Method, device, equipment and storage medium for remote medical entity link
Technical Field
The invention relates to the technical field of machine learning, in particular to a method, a device, equipment and a storage medium for remote medical entity linking.
Background
The standard medical entity in the real world often has irregular presentation, such as the symptom "cramp", which in case of medical history can be expressed as "sudden global cramping". We need to link an entity that is not formalized to a standard entity to normalize a medical term.
In the prior art, a BERT Chinese language model issued by Google is used, parameters are set in a fine-tuning stage of the model, and a penultimate layer of an output layer is obtained to obtain an entity word vector; then, calculating cosine distances between different entities according to the obtained entity word vectors, namely semantic similarity; and finally, performing entity alignment according to the semantic similarity by setting a threshold.
The entity linking method based on similarity calculation is difficult to process when facing the situation that candidate is close, and the entity linking result is not ideal.
Disclosure of Invention
In view of the foregoing, the present invention provides a method, apparatus, device and storage medium for remote medical entity linking, which at least to some extent overcomes the problems in the related art.
Based on the above object, the present invention provides a method for linking remote medical entities, comprising:
acquiring word embedding vectors of all words in the text of the entity to be linked;
determining a first feature representation of an unnormalized entity in the text according to each word embedding vector;
determining a candidate entity set of which the similarity with the non-standard entity in the medical knowledge graph reaches a preset similarity value;
acquiring a second feature representation of each candidate entity in the candidate entity set in the medical knowledge graph;
calculating difference scores between the first feature representation and each second feature representation, and determining a standard entity in candidate entities corresponding to the second feature representation according to each difference score;
linking the non-canonical entity with the standard entity.

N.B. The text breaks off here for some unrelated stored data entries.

impl CandleSeries {
    pub fn len(&self) -> usize {
        self.candles.len()
    }

    pub fn is_empty(&self) -> bool {
        self.candles.is_empty()
    }

    /// Most recent candle.
    pub fn last(&self) -> Option<&Candle> {
        self.candles.back()
    }

    /// Candles oldest first.
    pub fn iter(&self) -> impl Iterator<Item = &Candle> {
        self.candles.iter()
    }

    pub fn to_vec(&self) -> Vec<Candle> {
        self.candles.iter().copied().collect()
    }

    /// Version of the last mutation.
    pub fn version(&self) -> u64 {
        self.version
    }

    /// Whether a historical seed has been applied.
    pub fn is_seeded(&self) -> bool {
        self.seeded
    }

    /// Whether the chart should re-fit its time scale (set on every seed).
    pub fn needs_auto_fit(&self) -> bool {
        self.needs_auto_fit
    }

    fn trim_front(&mut self, max_len: usize) -> usize {
        let mut evicted = 0;
        while self.candles.len() > max_len {
            self.candles.pop_front();
            evicted += 1;
        }
        evicted
    }
}

/// Per-(instrument, interval) candle store with seed/merge semantics.
///
/// Uses BTreeMap for deterministic iteration.
#[derive(Debug)]
pub struct CandleStreamBuffer {
    series: BTreeMap<SeriesKey, CandleSeries>,
    config: BufferConfig,
    /// Buffer-wide version counter; every mutation takes the next value.
    version_counter: u64,
    ticks_merged: u64,
    ticks_ignored: u64,
    out_of_order_ticks: u64,
}

impl CandleStreamBuffer {
    /// Create a new buffer with the given configuration.
    pub fn new(config: BufferConfig) -> Self {
        info!(
            max_len = config.max_len,
            out_of_order = ?config.out_of_order,
            "CandleStreamBuffer initialized"
        );
        Self {
            series: BTreeMap::new(),
            config,
            version_counter: 0,
            ticks_merged: 0,
            ticks_ignored: 0,
            out_of_order_ticks: 0,
        }
    }

    /// Create a new buffer with default configuration.
    pub fn with_defaults() -> Self {
        Self::new(BufferConfig::default())
    }

    pub fn config(&self) -> &BufferConfig {
        &self.config
    }

    /// Replace a series wholesale, e.g. after a historical re-fetch.
    ///
    /// Candles tagged with another interval are discarded. If more than
    /// `max_len` candles are supplied only the newest are kept. Resets the
    /// auto-fit flag so the chart re-fits once. Returns the new length.
    pub fn seed(&mut self, instrument: &InstrumentId, interval: Interval, candles: Vec<Candle>) -> usize {
        let supplied = candles.len();
        let mut kept: VecDeque<Candle> = candles
            .into_iter()
            .filter(|c| c.interval == interval)
            .collect();
        if kept.len() < supplied {
            warn!(
                instrument = %instrument,
                interval = %interval,
                discarded = supplied - kept.len(),
                "Seed contained candles for another interval"
            );
        }
        while kept.len() > self.config.max_len {
            kept.pop_front();
        }

        let version = self.next_version();
        let series = self
            .series
            .entry((instrument.clone(), interval))
            .or_default();
        series.candles = kept;
        series.version = version;
        series.seeded = true;
        series.needs_auto_fit = true;

        info!(
            instrument = %instrument,
            interval = %interval,
            len = series.len(),
            version,
            "Series seeded"
        );
        series.len()
    }

    /// Merge a live tick into a series.
    ///
    /// Same time as the last candle ⇒ replace it; otherwise append and evict
    /// from the front down to `max_len`. With `enforce_continuity` an
    /// appended candle opens at the previous close.
    pub fn merge(&mut self, instrument: &InstrumentId, interval: Interval, incoming: Candle) -> MergeOutcome {
        if incoming.interval != interval {
            self.ticks_ignored += 1;
            debug!(
                instrument = %instrument,
                selected = %interval,
                tick_interval = %incoming.interval,
                "Ignoring tick for unselected interval"
            );
            return MergeOutcome::Ignored(IgnoreReason::IntervalMismatch);
        }

        let mut incoming = incoming;
        if self.config.align_to_bucket {
            incoming.time = interval.align(incoming.time);
        }

        let key = (instrument.clone(), interval);
        let seeded = self.series.get(&key).map(|s| s.seeded).unwrap_or(false);
        if self.config.require_seed && !seeded {
            self.ticks_ignored += 1;
            debug!(instrument = %instrument, interval = %interval, "Ignoring tick before seed");
            return MergeOutcome::Ignored(IgnoreReason::NotSeeded);
        }

        let last_time = self.series.get(&key).and_then(|s| s.last()).map(|c| c.time);
        if let Some(last) = last_time {
            if incoming.time < last {
                self.out_of_order_ticks += 1;
                match self.config.out_of_order {
                    OutOfOrderPolicy::Reject => {
                        self.ticks_ignored += 1;
                        warn!(
                            instrument = %instrument,
                            interval = %interval,
                            last_time = last,
                            tick_time = incoming.time,
                            "Rejecting out-of-order tick"
                        );
                        return MergeOutcome::Ignored(IgnoreReason::OutOfOrder);
                    }
                    OutOfOrderPolicy::Append => {
                        warn!(
                            instrument = %instrument,
                            interval = %interval,
                            last_time = last,
                            tick_time = incoming.time,
                            "Appending out-of-order tick"
                        );
                    }
                }
            }
        }

        let version = self.next_version();
        let max_len = self.config.max_len;
        let continuity = self.config.enforce_continuity;
        let series = self.series.entry(key).or_default();
        series.version = version;
        self.ticks_merged += 1;

        if last_time == Some(incoming.time) {
            if let Some(last) = series.candles.back_mut() {
                *last = incoming;
            }
            debug!(
                instrument = %instrument,
                time = incoming.time,
                close = incoming.close,
                "Tick replaced last candle"
            );
            MergeOutcome::Replaced
        } else {
            if continuity {
                if let Some(previous) = series.candles.back() {
                    force_continuity(&mut incoming, previous.close);
                }
            }
            series.candles.push_back(incoming);
            let evicted = series.trim_front(max_len);
            debug!(
                instrument = %instrument,
                time = incoming.time,
                len = series.len(),
                evicted,
                "Tick appended new candle"
            );
            MergeOutcome::Appended { evicted }
        }
    }

    /// Series for a key, if any.
    pub fn series(&self, instrument: &InstrumentId, interval: Interval) -> Option<&CandleSeries> {
        self.series.get(&(instrument.clone(), interval))
    }

    /// Length of a series (0 when absent).
    pub fn len(&self, instrument: &InstrumentId, interval: Interval) -> usize {
        self.series(instrument, interval).map(CandleSeries::len).unwrap_or(0)
    }

    /// Version of a series (0 when absent).
    pub fn version(&self, instrument: &InstrumentId, interval: Interval) -> u64 {
        self.series(instrument, interval).map(CandleSeries::version).unwrap_or(0)
    }

    /// Clear the auto-fit flag once the chart has re-fitted.
    pub fn acknowledge_auto_fit(&mut self, instrument: &InstrumentId, interval: Interval) {
        if let Some(series) = self.series.get_mut(&(instrument.clone(), interval)) {
            series.needs_auto_fit = false;
        }
    }

    /// Drop a series entirely.
    pub fn clear(&mut self, instrument: &InstrumentId, interval: Interval) -> bool {
        self.series.remove(&(instrument.clone(), interval)).is_some()
    }

    /// Number of series held.
    pub fn series_count(&self) -> usize {
        self.series.len()
    }

    /// Total ticks merged (replaced or appended) since creation.
    pub fn ticks_merged(&self) -> u64 {
        self.ticks_merged
    }

    /// Total ticks ignored since creation.
    pub fn ticks_ignored(&self) -> u64 {
        self.ticks_ignored
    }

    /// Total ticks that arrived older than the last candle.
    pub fn out_of_order_ticks(&self) -> u64 {
        self.out_of_order_ticks
    }

    fn next_version(&mut self) -> u64 {
        self.version_counter += 1;
        self.version_counter
    }
}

Further, in the above method for linking a remote medical entity, the obtaining word embedding vectors of words in a text of an entity to be linked includes:
and inputting the text of the entity to be linked into a pre-trained bert model to obtain the word embedding vector.
Further, in the above method for remote medical entity linking, the determining a first feature representation of an irregular entity in the text according to each word embedding vector includes
Inputting the word embedding vector into a previously trained bilstm model;
determining an irregular entity in the text;
and outputting the previous word of the non-canonical entity and the last word of the non-canonical entity as the first feature representation.

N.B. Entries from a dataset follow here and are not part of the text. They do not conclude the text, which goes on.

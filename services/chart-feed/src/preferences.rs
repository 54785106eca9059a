//! Indicator preferences
//!
//! Per-instrument indicator toggles and settings. An instrument that has
//! never been touched reads as the defaults; the first mutation inserts its
//! entry and entries are never removed.
//!
//! Storage is the caller's concern: this module only produces and accepts
//! the versioned JSON document.

use std::collections::BTreeMap;

use serde::{Deserialize, Serialize};
use thiserror::Error;
use tracing::{debug, info, warn};
use types::ids::InstrumentId;

use crate::indicators::{
    IndicatorKind, DEFAULT_BOLLINGER_PERIOD, DEFAULT_EMA_PERIODS, DEFAULT_FAST_PERIOD,
    DEFAULT_RSI_PERIOD, DEFAULT_SIGNAL_PERIOD, DEFAULT_SLOW_PERIOD, DEFAULT_SMA_PERIODS,
    DEFAULT_STD_DEV,
};
use crate::layout::ActiveOscillators;

/// Current persisted schema version.
pub const PREFERENCES_VERSION: u32 = 1;

const DEFAULT_LINE_WIDTH: u32 = 2;

/// Largest lookback accepted for any indicator period.
pub const MAX_INDICATOR_PERIOD: usize = 10_000;

/// Errors loading or updating preferences.
#[derive(Debug, Error)]
pub enum PreferencesError {
    #[error("failed to decode preferences: {0}")]
    Decode(#[from] serde_json::Error),

    #[error("unsupported preferences version {0} (expected {})", PREFERENCES_VERSION)]
    UnsupportedVersion(u32),

    #[error("invalid {field} for {indicator}: {value}")]
    InvalidSetting {
        indicator: IndicatorKind,
        field: &'static str,
        value: String,
    },
}

/// Tunable parameters. Only the fields an indicator uses are meaningful.
#[derive(Debug, Clone, Default, PartialEq, Serialize, Deserialize)]
#[serde(rename_all = "camelCase")]
pub struct IndicatorSettings {
    #[serde(default, skip_serializing_if = "Option::is_none")]
    pub period: Option<usize>,
    #[serde(default, skip_serializing_if = "Option::is_none")]
    pub periods: Option<Vec<usize>>,
    #[serde(default, skip_serializing_if = "Option::is_none")]
    pub fast_period: Option<usize>,
    #[serde(default, skip_serializing_if = "Option::is_none")]
    pub slow_period: Option<usize>,
    #[serde(default, skip_serializing_if = "Option::is_none")]
    pub signal_period: Option<usize>,
    #[serde(default, skip_serializing_if = "Option::is_none")]
    pub std_dev: Option<f64>,
}

fn check_period(indicator: IndicatorKind, field: &'static str, period: Option<usize>) -> Result<(), PreferencesError> {
    match period {
        Some(value) if value > MAX_INDICATOR_PERIOD => Err(PreferencesError::InvalidSetting {
            indicator,
            field,
            value: value.to_string(),
        }),
        _ => Ok(()),
    }
}

impl IndicatorSettings {
    /// Reject periods above [`MAX_INDICATOR_PERIOD`] and non-finite or
    /// negative band widths.
    pub fn validate(&self, indicator: IndicatorKind) -> Result<(), PreferencesError> {
        check_period(indicator, "period", self.period)?;
        for period in self.periods.iter().flatten() {
            check_period(indicator, "periods", Some(*period))?;
        }
        check_period(indicator, "fastPeriod", self.fast_period)?;
        check_period(indicator, "slowPeriod", self.slow_period)?;
        check_period(indicator, "signalPeriod", self.signal_period)?;
        if let Some(std_dev) = self.std_dev {
            if !std_dev.is_finite() || std_dev < 0.0 {
                return Err(PreferencesError::InvalidSetting {
                    indicator,
                    field: "stdDev",
                    value: std_dev.to_string(),
                });
            }
        }
        Ok(())
    }

    /// Overlay the fields present in `partial`.
    pub fn merge(&mut self, partial: &IndicatorSettings) {
        if partial.period.is_some() {
            self.period = partial.period;
        }
        if partial.periods.is_some() {
            self.periods = partial.periods.clone();
        }
        if partial.fast_period.is_some() {
            self.fast_period = partial.fast_period;
        }
        if partial.slow_period.is_some() {
            self.slow_period = partial.slow_period;
        }
        if partial.signal_period.is_some() {
            self.signal_period = partial.signal_period;
        }
        if partial.std_dev.is_some() {
            self.std_dev = partial.std_dev;
        }
    }
}

/// One indicator's toggle, settings and style.
#[derive(Debug, Clone, PartialEq, Serialize, Deserialize)]
#[serde(rename_all = "camelCase")]
pub struct IndicatorConfig {
    pub enabled: bool,
    #[serde(default)]
    pub settings: IndicatorSettings,
    #[serde(default, skip_serializing_if = "Option::is_none")]
    pub color: Option<String>,
    #[serde(default = "default_line_width")]
    pub line_width: u32,
}

fn default_line_width() -> u32 {
    DEFAULT_LINE_WIDTH
}

impl IndicatorConfig {
    fn disabled(settings: IndicatorSettings, color: Option<&str>, line_width: u32) -> Self {
        Self {
            enabled: false,
            settings,
            color: color.map(str::to_string),
            line_width,
        }
    }
}

/// All indicator configs for one instrument.
#[derive(Debug, Clone, PartialEq, Serialize, Deserialize)]
#[serde(rename_all = "camelCase")]
pub struct InstrumentIndicators {
    pub sma: IndicatorConfig,
    pub ema: IndicatorConfig,
    pub rsi: IndicatorConfig,
    pub macd: IndicatorConfig,
    pub bollinger_bands: IndicatorConfig,
    pub vwap: IndicatorConfig,
}

impl Default for InstrumentIndicators {
    fn default() -> Self {
        Self {
            sma: IndicatorConfig::disabled(
                IndicatorSettings {
                    periods: Some(DEFAULT_SMA_PERIODS.to_vec()),
                    ..Default::default()
                },
                None,
                DEFAULT_LINE_WIDTH,
            ),
            ema: IndicatorConfig::disabled(
                IndicatorSettings {
                    periods: Some(DEFAULT_EMA_PERIODS.to_vec()),
                    ..Default::default()
                },
                None,
                DEFAULT_LINE_WIDTH,
            ),
            rsi: IndicatorConfig::disabled(
                IndicatorSettings {
                    period: Some(DEFAULT_RSI_PERIOD),
                    ..Default::default()
                },
                Some("#9C27B0"),
                DEFAULT_LINE_WIDTH,
            ),
            macd: IndicatorConfig::disabled(
                IndicatorSettings {
                    fast_period: Some(DEFAULT_FAST_PERIOD),
                    slow_period: Some(DEFAULT_SLOW_PERIOD),
                    signal_period: Some(DEFAULT_SIGNAL_PERIOD),
                    ..Default::default()
                },
                None,
                DEFAULT_LINE_WIDTH,
            ),
            bollinger_bands: IndicatorConfig::disabled(
                IndicatorSettings {
                    period: Some(DEFAULT_BOLLINGER_PERIOD),
                    std_dev: Some(DEFAULT_STD_DEV),
                    ..Default::default()
                },
                Some("#757575"),
                1,
            ),
            vwap: IndicatorConfig::disabled(IndicatorSettings::default(), Some("#FFC107"), DEFAULT_LINE_WIDTH),
        }
    }
}

impl InstrumentIndicators {
    pub fn get(&self, kind: IndicatorKind) -> &IndicatorConfig {
        match kind {
            IndicatorKind::Sma => &self.sma,
            IndicatorKind::Ema => &self.ema,
            IndicatorKind::Rsi => &self.rsi,
            IndicatorKind::Macd => &self.macd,
            IndicatorKind::BollingerBands => &self.bollinger_bands,
            IndicatorKind::Vwap => &self.vwap,
        }
    }

    pub fn get_mut(&mut self, kind: IndicatorKind) -> &mut IndicatorConfig {
        match kind {
            IndicatorKind::Sma => &mut self.sma,
            IndicatorKind::Ema => &mut self.ema,
            IndicatorKind::Rsi => &mut self.rsi,
            IndicatorKind::Macd => &mut self.macd,
            IndicatorKind::BollingerBands => &mut self.bollinger_bands,
            IndicatorKind::Vwap => &mut self.vwap,
        }
    }

    /// Validate every indicator's settings.
    pub fn validate(&self) -> Result<(), PreferencesError> {
        IndicatorKind::all()
            .iter()
            .try_for_each(|kind| self.get(*kind).settings.validate(*kind))
    }

    /// Enabled kinds in display order.
    pub fn enabled_kinds(&self) -> Vec<IndicatorKind> {
        IndicatorKind::all()
            .iter()
            .copied()
            .filter(|kind| self.get(*kind).enabled)
            .collect()
    }

    /// Which oscillator panes are needed.
    pub fn active_oscillators(&self) -> ActiveOscillators {
        ActiveOscillators {
            rsi: self.rsi.enabled,
            macd: self.macd.enabled,
        }
    }
}

/// Versioned document handed to storage.
#[derive(Debug, Clone, PartialEq, Serialize, Deserialize)]
pub struct PersistedPreferences {
    pub version: u32,
    pub instruments: BTreeMap<InstrumentId, InstrumentIndicators>,
}

/// Preferences for every instrument the user has touched.
#[derive(Debug, Clone, Default)]
pub struct IndicatorPreferences {
    instruments: BTreeMap<InstrumentId, InstrumentIndicators>,
    /// Bumped on every mutation.
    version: u64,
}

impl IndicatorPreferences {
    pub fn new() -> Self {
        Self::default()
    }

    /// Get-or-insert the entry for an instrument.
    pub fn entry(&mut self, instrument: &InstrumentId) -> &mut InstrumentIndicators {
        self.instruments.entry(instrument.clone()).or_insert_with(|| {
            debug!(instrument = %instrument, "Initializing indicator preferences");
            InstrumentIndicators::default()
        })
    }

    /// Read without inserting; untouched instruments read as the defaults.
    pub fn get(&self, instrument: &InstrumentId) -> InstrumentIndicators {
        self.instruments.get(instrument).cloned().unwrap_or_default()
    }

    pub fn contains(&self, instrument: &InstrumentId) -> bool {
        self.instruments.contains_key(instrument)
    }

    /// Flip an indicator; returns the new enabled state.
    pub fn toggle(&mut self, instrument: &InstrumentId, kind: IndicatorKind) -> bool {
        let config = self.entry(instrument).get_mut(kind);
        config.enabled = !config.enabled;
        let enabled = config.enabled;
        self.version += 1;
        info!(instrument = %instrument, indicator = %kind, enabled, "Indicator toggled");
        enabled
    }

    pub fn set_enabled(&mut self, instrument: &InstrumentId, kind: IndicatorKind, enabled: bool) {
        self.entry(instrument).get_mut(kind).enabled = enabled;
        self.version += 1;
    }

    /// Merge partial settings into an indicator's current settings.
    ///
    /// Invalid settings are rejected before anything is applied.
    pub fn update_settings(
        &mut self,
        instrument: &InstrumentId,
        kind: IndicatorKind,
        partial: &IndicatorSettings,
    ) -> Result<(), PreferencesError> {
        partial.validate(kind)?;
        self.entry(instrument).get_mut(kind).settings.merge(partial);
        self.version += 1;
        debug!(instrument = %instrument, indicator = %kind, "Indicator settings updated");
        Ok(())
    }

    pub fn enabled_kinds(&self, instrument: &InstrumentId) -> Vec<IndicatorKind> {
        self.instruments
            .get(instrument)
            .map(InstrumentIndicators::enabled_kinds)
            .unwrap_or_default()
    }

    pub fn active_oscillators(&self, instrument: &InstrumentId) -> ActiveOscillators {
        self.instruments
            .get(instrument)
            .map(InstrumentIndicators::active_oscillators)
            .unwrap_or_default()
    }

    pub fn version(&self) -> u64 {
        self.version
    }

    pub fn len(&self) -> usize {
        self.instruments.len()
    }

    pub fn is_empty(&self) -> bool {
        self.instruments.is_empty()
    }

    pub fn to_persisted(&self) -> PersistedPreferences {
        PersistedPreferences {
            version: PREFERENCES_VERSION,
            instruments: self.instruments.clone(),
        }
    }

    pub fn to_json(&self) -> Result<String, PreferencesError> {
        Ok(serde_json::to_string(&self.to_persisted())?)
    }

    /// Load a persisted document, rejecting unknown schema versions and
    /// out-of-range settings.
    pub fn from_json(json: &str) -> Result<Self, PreferencesError> {
        let persisted: PersistedPreferences = serde_json::from_str(json)?;
        if persisted.version != PREFERENCES_VERSION {
            return Err(PreferencesError::UnsupportedVersion(persisted.version));
        }
        for (instrument, indicators) in &persisted.instruments {
            if let Err(err) = indicators.validate() {
                warn!(instrument = %instrument, error = %err, "Rejecting persisted preferences");
                return Err(err);
            }
        }
        info!(instruments = persisted.instruments.len(), "Loaded indicator preferences");
        Ok(Self {
            instruments: persisted.instruments,
            version: 0,
        })
    }
}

Further, in the above method for linking remote medical entities, the determining a set of candidate entities in the medical knowledge-graph whose similarity to the non-canonical entity reaches a preset similarity value includes:
and based on the BM25 algorithm, searching a candidate entity set of which the similarity with the non-standard entity in the medical knowledge graph reaches a preset similarity value.
Further, in the above method for linking remote medical entities, obtaining a second feature representation of each candidate entity in the candidate entity set in the medical knowledge base includes:
calculating a third feature representation of each entity in the medical knowledge-graph based on a GNN network model;
and determining a second feature representation belonging to the candidate entity in the third feature representation.

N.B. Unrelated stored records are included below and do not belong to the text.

//! OHLCV candles
//!
//! Two shapes live here:
//! - [`Candle`]: the canonical, fully-populated record every chart
//!   computation works on (epoch-second time, finite `f64` fields).
//! - [`RawCandle`]: the record as the history endpoint and the live stream
//!   deliver it. Times arrive as RFC 3339 strings or epoch numbers, prices
//!   may be numbers, numeric strings, `null` or missing entirely.
//!
//! Turning a `RawCandle` into a `Candle` is the sanitizer's job; this module
//! only provides the per-field coercions.

use chrono::DateTime;
use serde::{Deserialize, Serialize};

use crate::errors::ParseError;
use crate::ids::InstrumentId;
use crate::interval::Interval;

/// Epoch values at or above this magnitude are taken to be milliseconds.
/// (1e11 seconds is past the year 5000.)
const MILLIS_THRESHOLD: i64 = 100_000_000_000;

/// A single OHLCV candle.
#[derive(Debug, Clone, Copy, PartialEq, Serialize, Deserialize)]
pub struct Candle {
    /// Bucket start, epoch seconds.
    pub time: i64,
    pub open: f64,
    pub high: f64,
    pub low: f64,
    pub close: f64,
    pub volume: f64,
    pub interval: Interval,
}

impl Candle {
    pub fn new(
        time: i64,
        open: f64,
        high: f64,
        low: f64,
        close: f64,
        volume: f64,
        interval: Interval,
    ) -> Self {
        Self {
            time,
            open,
            high,
            low,
            close,
            volume,
            interval,
        }
    }

    /// Whether every numeric field is finite.
    pub fn is_finite(&self) -> bool {
        self.open.is_finite()
            && self.high.is_finite()
            && self.low.is_finite()
            && self.close.is_finite()
            && self.volume.is_finite()
    }

    /// Up candle (close at or above open). Drives volume bar colouring.
    pub fn is_rising(&self) -> bool {
        self.close >= self.open
    }

    /// Typical price `(high + low + close) / 3`.
    pub fn typical_price(&self) -> f64 {
        (self.high + self.low + self.close) / 3.0
    }
}

/// A numeric field as it appears on the wire: a JSON number or a string.
#[derive(Debug, Clone, PartialEq, Serialize, Deserialize)]
#[serde(untagged)]
pub enum RawNumber {
    Number(f64),
    Text(String),
}

impl RawNumber {
    /// Coerce to `f64`. Unparseable strings yield `None`; the result may
    /// still be non-finite (e.g. `"NaN"`), callers check that separately.
    pub fn to_f64(&self) -> Option<f64> {
        match self {
            RawNumber::Number(n) => Some(*n),
            RawNumber::Text(s) => s.trim().parse::<f64>().ok(),
        }
    }
}

impl From<f64> for RawNumber {
    fn from(value: f64) -> Self {
        RawNumber::Number(value)
    }
}

/// A timestamp as it appears on the wire.
#[derive(Debug, Clone, PartialEq, Serialize, Deserialize)]
#[serde(untagged)]
pub enum RawTime {
    /// Epoch seconds or epoch milliseconds.
    Integer(i64),
    /// Fractional epoch value.
    Float(f64),
    /// RFC 3339 string, or a numeric string.
    Text(String),
}

impl RawTime {
    /// Coerce to integer epoch seconds.
    pub fn to_epoch_secs(&self) -> Result<i64, ParseError> {
        match self {
            RawTime::Integer(t) => Ok(normalize_epoch(*t)),
            RawTime::Float(t) => {
                if !t.is_finite() || t.abs() >= i64::MAX as f64 {
                    return Err(ParseError::InvalidTimestamp(t.to_string()));
                }
                Ok(normalize_epoch(t.floor() as i64))
            }
            RawTime::Text(s) => {
                let trimmed = s.trim();
                if let Ok(t) = trimmed.parse::<i64>() {
                    return Ok(normalize_epoch(t));
                }
                DateTime::parse_from_rfc3339(trimmed)
                    .map(|dt| dt.timestamp())
                    .map_err(|_| ParseError::InvalidTimestamp(s.clone()))
            }
        }
    }
}

fn normalize_epoch(t: i64) -> i64 {
    if t.abs() >= MILLIS_THRESHOLD {
        t.div_euclid(1000)
    } else {
        t
    }
}

/// A candle record exactly as received from the backend.
#[derive(Debug, Clone, PartialEq, Serialize, Deserialize)]
#[serde(rename_all = "camelCase")]
pub struct RawCandle {
    #[serde(default, skip_serializing_if = "Option::is_none")]
    pub instrument_id: Option<InstrumentId>,
    /// Interval label; kept as text so one bad tag cannot fail a whole batch.
    #[serde(default, skip_serializing_if = "Option::is_none")]
    pub interval: Option<String>,
    pub time: RawTime,
    #[serde(default)]
    pub open: Option<RawNumber>,
    #[serde(default)]
    pub high: Option<RawNumber>,
    #[serde(default)]
    pub low: Option<RawNumber>,
    #[serde(default)]
    pub close: Option<RawNumber>,
    #[serde(default)]
    pub volume: Option<RawNumber>,
}

impl RawCandle {
    /// Parsed interval tag, `None` when absent.
    pub fn interval(&self) -> Option<Result<Interval, ParseError>> {
        self.interval.as_deref().map(str::parse)
    }

    /// Whether all four price fields are present (not missing, not `null`).
    pub fn has_prices(&self) -> bool {
        self.open.is_some() && self.high.is_some() && self.low.is_some() && self.close.is_some()
    }
}

impl From<Candle> for RawCandle {
    fn from(candle: Candle) -> Self {
        Self {
            instrument_id: None,
            interval: Some(candle.interval.as_str().to_string()),
            time: RawTime::Integer(candle.time),
            open: Some(candle.open.into()),
            high: Some(candle.high.into()),
            low: Some(candle.low.into()),
            close: Some(candle.close.into()),
            volume: Some(candle.volume.into()),
        }
    }
}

Further, in the above method for linking remote medical entities, calculating difference scores between the first feature representation and each of the second feature representations, and determining a standard entity in candidate entities corresponding to the second feature representation according to each of the difference scores includes:
inputting the first feature representation and each second feature representation into a pre-trained standard entity prediction model;
and calculating the difference scores through the standard entity prediction model, and determining a standard entity in the candidate entities corresponding to the second feature representation according to each difference score.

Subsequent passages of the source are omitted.